[Items from a dataset]
* * * * *
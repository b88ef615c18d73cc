use tracing_subscriber::{
    fmt::{self, format::FmtSpan},
    layer::SubscriberExt,
    util::SubscriberInitExt,
    EnvFilter,
};

use crate::config::{LogFormat, LoggingConfig};

/// Install the global subscriber; `RUST_LOG` overrides the configured level
///
/// Later calls are ignored once a subscriber is installed.
pub fn init_logging(config: &LoggingConfig) {
    let filter = EnvFilter::try_from_default_env()
        .unwrap_or_else(|_| EnvFilter::new(&config.level));

    let installed = match config.format {
        LogFormat::Json => tracing_subscriber::registry()
            .with(filter)
            .with(
                fmt::layer()
                    .json()
                    .with_writer(std::io::stderr)
                    .with_span_events(FmtSpan::CLOSE),
            )
            .try_init(),
        LogFormat::Pretty => tracing_subscriber::registry()
            .with(filter)
            .with(
                fmt::layer()
                    .pretty()
                    .with_target(true)
                    .with_writer(std::io::stderr)
                    .with_span_events(FmtSpan::CLOSE),
            )
            .try_init(),
    };

    if installed.is_ok() {
        tracing::info!("Logging initialized with level: {}", config.level);
    }
}
use serde::Deserialize;
use std::sync::Arc;

use super::{EnvParameterSource, SsmParameterSource};
use crate::domain::{CacheError, ParameterSource};

/// Deployment context name; only `production` talks to the parameter store
#[derive(Debug, Clone, PartialEq, Eq, Deserialize)]
#[serde(transparent)]
pub struct DeploymentContext(String);

impl DeploymentContext {
    pub fn new(name: impl Into<String>) -> Self {
        Self(name.into())
    }

    pub fn production() -> Self {
        Self::new("production")
    }

    pub fn is_production(&self) -> bool {
        self.0.eq_ignore_ascii_case("production")
    }

    pub fn as_str(&self) -> &str {
        &self.0
    }
}

impl Default for DeploymentContext {
    fn default() -> Self {
        Self::new("development")
    }
}

impl std::fmt::Display for DeploymentContext {
    fn fmt(&self, f: &mut std::fmt::Formatter<'_>) -> std::fmt::Result {
        write!(f, "{}", self.0)
    }
}

/// Parameter source configuration
#[derive(Debug, Clone, Deserialize)]
pub struct SourceConfig {
    #[serde(default)]
    pub context: DeploymentContext,
    /// AWS region override; the default provider chain is used when unset
    #[serde(default)]
    pub region: Option<String>,
    #[serde(default = "default_true")]
    pub with_decryption: bool,
}

fn default_true() -> bool {
    true
}

impl Default for SourceConfig {
    fn default() -> Self {
        Self {
            context: DeploymentContext::default(),
            region: None,
            with_decryption: true,
        }
    }
}

/// Factory for creating parameter sources
#[derive(Debug)]
pub struct SourceFactory;

impl SourceFactory {
    /// Create the parameter source for the configured deployment context
    pub async fn create(config: &SourceConfig) -> Result<Arc<dyn ParameterSource>, CacheError> {
        if config.context.is_production() {
            let source = SsmParameterSource::new(config.region.clone())
                .await
                .with_decryption(config.with_decryption);

            tracing::info!(
                context = %config.context,
                region = ?config.region,
                "Using SSM Parameter Store source"
            );
            return Ok(Arc::new(source));
        }

        tracing::info!(context = %config.context, "Using environment variable source");
        Ok(Arc::new(EnvParameterSource::new()))
    }
}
* * * * *
**YOUR OBJECTIVE**
Reproduce the data above exactly, leaving nothing out.

**ANSWER TO THIS TASK**
repository b88ef615c18d73cc
use tracing_subscriber::{
    fmt::{self, format::FmtSpan},
    layer::SubscriberExt,
    util::SubscriberInitExt,
    EnvFilter,
};

use crate::config::{LogFormat, LoggingConfig};

/// Install the global subscriber; `RUST_LOG` overrides the configured level
///
/// Later calls are ignored once a subscriber is installed.
pub fn init_logging(config: &LoggingConfig) {
    let filter = EnvFilter::try_from_default_env()
        .unwrap_or_else(|_| EnvFilter::new(&config.level));

    let installed = match config.format {
        LogFormat::Json => tracing_subscriber::registry()
            .with(filter)
            .with(
                fmt::layer()
                    .json()
                    .with_writer(std::io::stderr)
                    .with_span_events(FmtSpan::CLOSE),
            )
            .try_init(),
        LogFormat::Pretty => tracing_subscriber::registry()
            .with(filter)
            .with(
                fmt::layer()
                    .pretty()
                    .with_target(true)
                    .with_writer(std::io::stderr)
                    .with_span_events(FmtSpan::CLOSE),
            )
            .try_init(),
    };

    if installed.is_ok() {
        tracing::info!("Logging initialized with level: {}", config.level);
    }
}
use serde::Deserialize;
use std::sync::Arc;

use super::{EnvParameterSource, SsmParameterSource};
use crate::domain::{CacheError, ParameterSource};

/// Deployment context name; only `production` talks to the parameter store
#[derive(Debug, Clone, PartialEq, Eq, Deserialize)]
#[serde(transparent)]
pub struct DeploymentContext(String);

impl DeploymentContext {
    pub fn new(name: impl Into<String>) -> Self {
        Self(name.into())
    }

    pub fn production() -> Self {
        Self::new("production")
    }

    pub fn is_production(&self) -> bool {
        self.0.eq_ignore_ascii_case("production")
    }

    pub fn as_str(&self) -> &str {
        &self.0
    }
}

impl Default for DeploymentContext {
    fn default() -> Self {
        Self::new("development")
    }
}

impl std::fmt::Display for DeploymentContext {
    fn fmt(&self, f: &mut std::fmt::Formatter<'_>) -> std::fmt::Result {
        write!(f, "{}", self.0)
    }
}

/// Parameter source configuration
#[derive(Debug, Clone, Deserialize)]
pub struct SourceConfig {
    #[serde(default)]
    pub context: DeploymentContext,
    /// AWS region override; the default provider chain is used when unset
    #[serde(default)]
    pub region: Option<String>,
    #[serde(default = "default_true")]
    pub with_decryption: bool,
}

fn default_true() -> bool {
    true
}

impl Default for SourceConfig {
    fn default() -> Self {
        Self {
            context: DeploymentContext::default(),
            region: None,
            with_decryption: true,
        }
    }
}

/// Factory for creating parameter sources
#[derive(Debug)]
pub struct SourceFactory;

impl SourceFactory {
    /// Create the parameter source for the configured deployment context
    pub async fn create(config: &SourceConfig) -> Result<Arc<dyn ParameterSource>, CacheError> {
        if config.context.is_production() {
            let source = SsmParameterSource::new(config.region.clone())
                .await
                .with_decryption(config.with_decryption);

            tracing::info!(
                context = %config.context,
                region = ?config.region,
                "Using SSM Parameter Store source"
            );
            return Ok(Arc::new(source));
        }

        tracing::info!(context = %config.context, "Using environment variable source");
        Ok(Arc::new(EnvParameterSource::new()))
    }
}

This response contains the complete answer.